Saturday, January 22, 2011

Against cooking and restaurants and leftovers

I know that cooking has become America’s fifth major sport (unless competitive eating has already taken that place) and that once again I’m alienating myself from the culture by saying this but: I hate cooking and you’re all crazy.

(Not that I’m on some macho bullshit, I’ll meet you halfway, I’ll wash every dish in your crib, I’m a retired professional dish technician (summer of 1998) but I’ll Favre and get back into the game and strap on my dishtowel (I wish I had a better comparison to make than Favre, dropping his name probably doesn’t instill a lot of confidence in my sanitary habits, and somehow makes “strap on the dishtowel” sound filthy.) But rather than subjecting ourselves to all that wouldn’t it be easier to go out and get giant burritos and then, drunk on grease and joy, roll ourselves unevenly home down the sidewalk like human-sized avocados? Is that too much to ask?
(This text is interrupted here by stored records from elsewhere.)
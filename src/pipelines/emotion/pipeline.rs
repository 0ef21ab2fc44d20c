use super::labels::{self, Emotion, CLASS_COUNT};
use super::model::EmotionClassificationModel;
use super::segmenter::WordSegmenter;
use super::tensor::TokenBatch;
use super::vocab::Vocabulary;
use crate::core::error::{EmotionError, Result};
use crate::pipelines::utils::visible_cuda_device;
use once_cell::sync::OnceCell;
use serde::{Deserialize, Serialize};
use std::collections::HashMap;
use std::sync::Arc;

pub(crate) type SharedSegmenter = Arc<dyn WordSegmenter + Send + Sync>;
pub(crate) type SegmenterFactory = Box<dyn Fn() -> Result<SharedSegmenter> + Send + Sync>;

/// Wrapper for the `data` form of a classification request.
#[derive(Debug, Clone, Default, Deserialize)]
#[serde(default)]
pub struct TextData {
    pub text: Vec<String>,
}

/// A classification request.
///
/// Exactly one of `texts` and `data.text` must be populated; the redundant
/// `data` form is kept for callers migrating from dict-style serving
/// payloads.
#[derive(Debug, Clone, Deserialize)]
#[serde(default)]
pub struct ClassifyRequest {
    pub texts: Vec<String>,
    pub data: TextData,
    pub use_gpu: bool,
    pub batch_size: usize,
}

impl Default for ClassifyRequest {
    fn default() -> Self {
        Self {
            texts: Vec::new(),
            data: TextData::default(),
            use_gpu: false,
            batch_size: 1,
        }
    }
}

impl ClassifyRequest {
    pub fn from_texts<T: Into<String>>(texts: impl IntoIterator<Item = T>) -> Self {
        Self {
            texts: texts.into_iter().map(Into::into).collect(),
            ..Self::default()
        }
    }

    pub fn from_data(data: TextData) -> Self {
        Self {
            data,
            ..Self::default()
        }
    }

    pub fn use_gpu(mut self, use_gpu: bool) -> Self {
        self.use_gpu = use_gpu;
        self
    }

    pub fn batch_size(mut self, batch_size: usize) -> Self {
        self.batch_size = batch_size;
        self
    }

    fn into_texts(self) -> Result<Vec<String>> {
        match (self.texts.is_empty(), self.data.text.is_empty()) {
            (false, true) => Ok(self.texts),
            (true, false) => Ok(self.data.text),
            _ => Err(EmotionError::InvalidInput(
                "exactly one of `texts` and `data.text` must be non-empty".to_string(),
            )),
        }
    }
}

/// One classified sentence.
#[derive(Debug, Clone, PartialEq, Serialize)]
pub struct EmotionResult {
    pub text: String,
    pub emotion_label: String,
    pub emotion_key: usize,
    pub positive_probs: f32,
    pub negative_probs: f32,
    pub neutral_probs: f32,
}

struct ProcessedText {
    origin: String,
    word_ids: Vec<u32>,
}

fn round4(p: f32) -> f32 {
    (p * 10_000.0).round() / 10_000.0
}

/// Classifies the emotion of short text (negative, neutral, positive).
///
/// Construct with
/// [`EmotionClassificationPipelineBuilder`](super::EmotionClassificationPipelineBuilder),
/// or assemble one from explicit capabilities with [`Self::from_parts`].
///
/// # Examples
///
/// ```rust,no_run
/// use emotion_textcnn::pipelines::emotion::*;
///
/// # fn main() -> emotion_textcnn::core::Result<()> {
/// let pipeline = EmotionClassificationPipelineBuilder::textcnn("infer_model").build()?;
///
/// let results = pipeline.emotion_classify(
///     ClassifyRequest::from_texts(["今天天气真好", "别来吵我"]).batch_size(2),
/// )?;
/// for r in results {
///     println!("{}: {} ({})", r.text, r.emotion_label, r.emotion_key);
/// }
/// # Ok(())
/// # }
/// ```
pub struct EmotionClassificationPipeline<M: EmotionClassificationModel> {
    pub(crate) model: Arc<M>,
    pub(crate) vocab: Vocabulary,
    segmenter: OnceCell<SharedSegmenter>,
    segmenter_factory: SegmenterFactory,
}

impl<M: EmotionClassificationModel> EmotionClassificationPipeline<M> {
    /// Assemble a pipeline from explicit capabilities. Useful when the
    /// segmentation or inference side should be swapped out, e.g. for stub
    /// implementations in tests.
    pub fn from_parts(model: M, vocab: Vocabulary, segmenter: SharedSegmenter) -> Self {
        Self::from_shared(Arc::new(model), vocab, segmenter)
    }

    pub(crate) fn from_shared(
        model: Arc<M>,
        vocab: Vocabulary,
        segmenter: SharedSegmenter,
    ) -> Self {
        Self {
            model,
            vocab,
            segmenter: OnceCell::with_value(segmenter),
            segmenter_factory: Box::new(|| {
                Err(EmotionError::Segmentation(
                    "no segmenter configured".to_string(),
                ))
            }),
        }
    }

    pub(crate) fn with_factory(
        model: Arc<M>,
        vocab: Vocabulary,
        segmenter_factory: SegmenterFactory,
    ) -> Self {
        Self {
            model,
            vocab,
            segmenter: OnceCell::new(),
            segmenter_factory,
        }
    }

    /// The shared word-segmentation delegate, built on first use.
    fn word_seg_module(&self) -> Result<&SharedSegmenter> {
        self.segmenter.get_or_try_init(|| (self.segmenter_factory)())
    }

    /// Classify a batch of sentences.
    ///
    /// Inputs are processed in `batch_size` chunks (the last chunk may be
    /// short); results come back one per input sentence, in input order.
    /// `use_gpu` is honored only when the accelerator environment variable
    /// names a usable device; otherwise the call runs on the default
    /// processor without a warning.
    pub fn emotion_classify(&self, request: ClassifyRequest) -> Result<Vec<EmotionResult>> {
        let use_gpu = request.use_gpu && visible_cuda_device().is_some();
        let batch_size = request.batch_size.max(1);
        let texts = request.into_texts()?;

        tracing::debug!(
            inputs = texts.len(),
            batch_size,
            use_gpu,
            "running emotion classification"
        );

        let mut results = Vec::with_capacity(texts.len());
        for chunk in texts.chunks(batch_size) {
            let processed = self.preprocess(chunk)?;
            let sequences: Vec<Vec<u32>> =
                processed.iter().map(|p| p.word_ids.clone()).collect();
            let batch = TokenBatch::from_sequences(
                &sequences,
                self.model.pad_token_id(),
                self.model.min_seq_len(),
            );
            let probs = self.model.run(&batch, use_gpu)?;
            results.extend(Self::postprocess(probs, processed)?);
        }
        Ok(results)
    }

    /// The labels the classifier was pretrained with.
    pub fn get_labels(&self) -> HashMap<&'static str, usize> {
        labels::get_labels()
    }

    /// Returns the device the default executor runs on.
    pub fn device(&self) -> &candle_core::Device {
        self.model.device()
    }

    fn preprocess(&self, texts: &[String]) -> Result<Vec<ProcessedText>> {
        let segmenter = self.word_seg_module()?;
        let segmented = segmenter.segment_batch(texts)?;
        if segmented.len() != texts.len() {
            return Err(EmotionError::Segmentation(format!(
                "segmenter returned {} outputs for {} inputs",
                segmented.len(),
                texts.len()
            )));
        }

        Ok(texts
            .iter()
            .zip(segmented)
            .map(|(origin, words)| ProcessedText {
                origin: origin.clone(),
                word_ids: words.iter().map(|word| self.vocab.id(word)).collect(),
            })
            .collect())
    }

    fn postprocess(
        probs: Vec<Vec<f32>>,
        processed: Vec<ProcessedText>,
    ) -> Result<Vec<EmotionResult>> {
        if probs.len() != processed.len() {
            return Err(EmotionError::ModelFormat(format!(
                "executor returned {} probability vectors for {} inputs",
                probs.len(),
                processed.len()
            )));
        }

        processed
            .into_iter()
            .zip(probs)
            .map(|(item, row)| {
                if row.len() != CLASS_COUNT {
                    return Err(EmotionError::ModelFormat(format!(
                        "expected {CLASS_COUNT} class probabilities, got {}",
                        row.len()
                    )));
                }
                let argmax = row
                    .iter()
                    .enumerate()
                    .max_by(|a, b| a.1.partial_cmp(b.1).unwrap_or(std::cmp::Ordering::Equal))
                    .map(|(index, _)| index)
                    .unwrap_or_default();
                let emotion = Emotion::from_class_index(argmax).ok_or_else(|| {
                    EmotionError::ModelFormat(format!("class index {argmax} out of range"))
                })?;

                Ok(EmotionResult {
                    text: item.origin,
                    emotion_label: emotion.as_str().to_string(),
                    emotion_key: emotion.class_index(),
                    positive_probs: round4(row[Emotion::Positive.class_index()]),
                    negative_probs: round4(row[Emotion::Negative.class_index()]),
                    neutral_probs: round4(row[Emotion::Neutral.class_index()]),
                })
            })
            .collect()
    }
}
Wouldn’t that be more fun?)

I realized when I was leaving Boston that in the previous six months I had gone to the grocery store one time (I had purchased ten dollars worth of stuff, ten cans for ten dollars (pinto beans, black beans, Chef Boyarglee.)) For breakfast I’d usually have a bagel or bagel sandwich ($3), for lunch I’d usually have a salad the size of a bathtub ($10), and for dinner I’d usually have something like the small bag of pretzels and small bag of almonds ($3) from the convenience store. If I did that every day, it’d be about $450 a month, which seems like a lot of money but doesn’t make me sick to my stomach with regret. But it also doesn’t take into account my ten dollar a day (minimum) caffeine habit (thank Yzerman that the spot by my old office had free iced coffee refills) or going out to dinner with friends (when arranging a restaurant-based large group event, the instigator should just ask you: hey, do you want to spend $60 to sit next to the least interesting person in our social group for two hours while trying to text outsiders covertly without looking like a jackass? Yeah man, I can’t think of a good excuse right now, so that sounds wonderful, good looks on the invite, sign me up.)
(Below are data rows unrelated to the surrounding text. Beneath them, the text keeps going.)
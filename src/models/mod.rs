pub mod textcnn;

pub use textcnn::{Config as TextCnnConfig, TextCnn, TextCnnEmotionModel, TextCnnOptions, TextCnnSource};
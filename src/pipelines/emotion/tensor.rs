use candle_core::{Device, Result, Tensor};

/// Padded id matrix for one forward pass.
///
/// Device-neutral marshalling form: the executor copies it onto whichever
/// device it runs on. Rows are padded to the longest sequence in the batch,
/// but never below `min_len` so every convolution window fits.
#[derive(Debug, Clone)]
pub struct TokenBatch {
    ids: Vec<u32>,
    rows: usize,
    cols: usize,
    seq_lens: Vec<usize>,
}

impl TokenBatch {
    pub fn from_sequences(sequences: &[Vec<u32>], pad_id: u32, min_len: usize) -> Self {
        let rows = sequences.len();
        let cols = sequences
            .iter()
            .map(Vec::len)
            .max()
            .unwrap_or(0)
            .max(min_len.max(1));

        let mut ids = Vec::with_capacity(rows * cols);
        let mut seq_lens = Vec::with_capacity(rows);
        for sequence in sequences {
            ids.extend_from_slice(sequence);
            ids.resize(ids.len() + (cols - sequence.len()), pad_id);
            seq_lens.push(sequence.len());
        }

        Self {
            ids,
            rows,
            cols,
            seq_lens,
        }
    }

    /// Materialize the `(rows, cols)` id tensor on the executor's device.
    pub fn to_tensor(&self, device: &Device) -> Result<Tensor> {
        Tensor::from_vec(self.ids.clone(), (self.rows, self.cols), device)
    }

    pub fn seq_lens(&self) -> &[usize] {
        &self.seq_lens
    }

    pub fn rows(&self) -> usize {
        self.rows
    }

    pub fn cols(&self) -> usize {
        self.cols
    }
}
// Pipeline modules organized by functionality
pub mod emotion;
pub mod utils;

// Re-export pipeline types for convenience
pub use emotion::*;
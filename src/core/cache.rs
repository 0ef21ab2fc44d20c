//! Model caching utilities for sharing weights across multiple pipelines.
//!
//! This module provides a thread-safe cache for model instances, allowing
//! multiple pipelines to share the same underlying model weights while
//! maintaining independent inference contexts.

use crate::core::error::Result;
use std::any::{Any, TypeId};
use std::collections::HashMap;
use std::sync::{Arc, Mutex, Weak};

/// Trait implemented by model option types to generate a stable cache key.
pub trait ModelOptions {
    fn cache_key(&self) -> String;
}

// Cache stores WEAK references - models are freed when all pipelines using
// them drop.
type CacheStorage = HashMap<(TypeId, String), Box<dyn Any + Send + Sync>>;

pub struct ModelCache {
    cache: Arc<Mutex<CacheStorage>>,
}

impl ModelCache {
    pub fn new() -> Self {
        Self {
            cache: Arc::new(Mutex::new(HashMap::new())),
        }
    }

    /// Get or create a model from the cache.
    ///
    /// If a live model with the given key already exists, a shared handle is
    /// returned. Otherwise, the loader function is called to create a new
    /// model instance.
    pub fn get_or_create<M, F>(&self, key: &str, loader: F) -> Result<Arc<M>>
    where
        M: Send + Sync + 'static,
        F: FnOnce() -> Result<M>,
    {
        let type_id = TypeId::of::<M>();
        let cache_key = (type_id, key.to_string());

        {
            let mut cache = self.cache.lock().unwrap();
            if let Some(boxed) = cache.get(&cache_key) {
                if let Some(weak) = boxed.downcast_ref::<Weak<M>>() {
                    if let Some(strong) = weak.upgrade() {
                        return Ok(strong);
                    }
                }
                // Weak ref dead, remove stale entry
                cache.remove(&cache_key);
            }
        }

        let model = Arc::new(loader()?);

        {
            let mut cache = self.cache.lock().unwrap();
            let weak: Weak<M> = Arc::downgrade(&model);
            cache.insert(cache_key, Box::new(weak));
        }

        Ok(model)
    }

    #[allow(dead_code)]
    pub fn clear(&self) {
        let mut cache = self.cache.lock().unwrap();
        cache.clear();
    }

    #[allow(dead_code)]
    pub fn len(&self) -> usize {
        let cache = self.cache.lock().unwrap();
        cache.len()
    }

    #[allow(dead_code)]
    pub fn is_empty(&self) -> bool {
        let cache = self.cache.lock().unwrap();
        cache.is_empty()
    }
}

impl Default for ModelCache {
    fn default() -> Self {
        Self::new()
    }
}

static GLOBAL_MODEL_CACHE: once_cell::sync::Lazy<ModelCache> =
    once_cell::sync::Lazy::new(ModelCache::new);

pub fn global_cache() -> &'static ModelCache {
    &GLOBAL_MODEL_CACHE
}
My cousin is a consultant for a lot of restaurant chains and he once told me that America spends something like 700 billion dollars every year eating outside of their homes. That’s a lot of bread (in the Big Sean sense and in the Panera sense.)(Also, that figure could be absolutely wrong, I tried to confirm if my memory was accurate but I’m tired.) And then there's these related numbers from 2006:

In 1901, according to a 1997 Bureau of Labor Statistics study, the average family spent almost half of their budget on food. Just 3% of that went to meals away from home. Today, we only spend an average 13.3% of our budgets on food--but 42% of that money is spent in restaurants.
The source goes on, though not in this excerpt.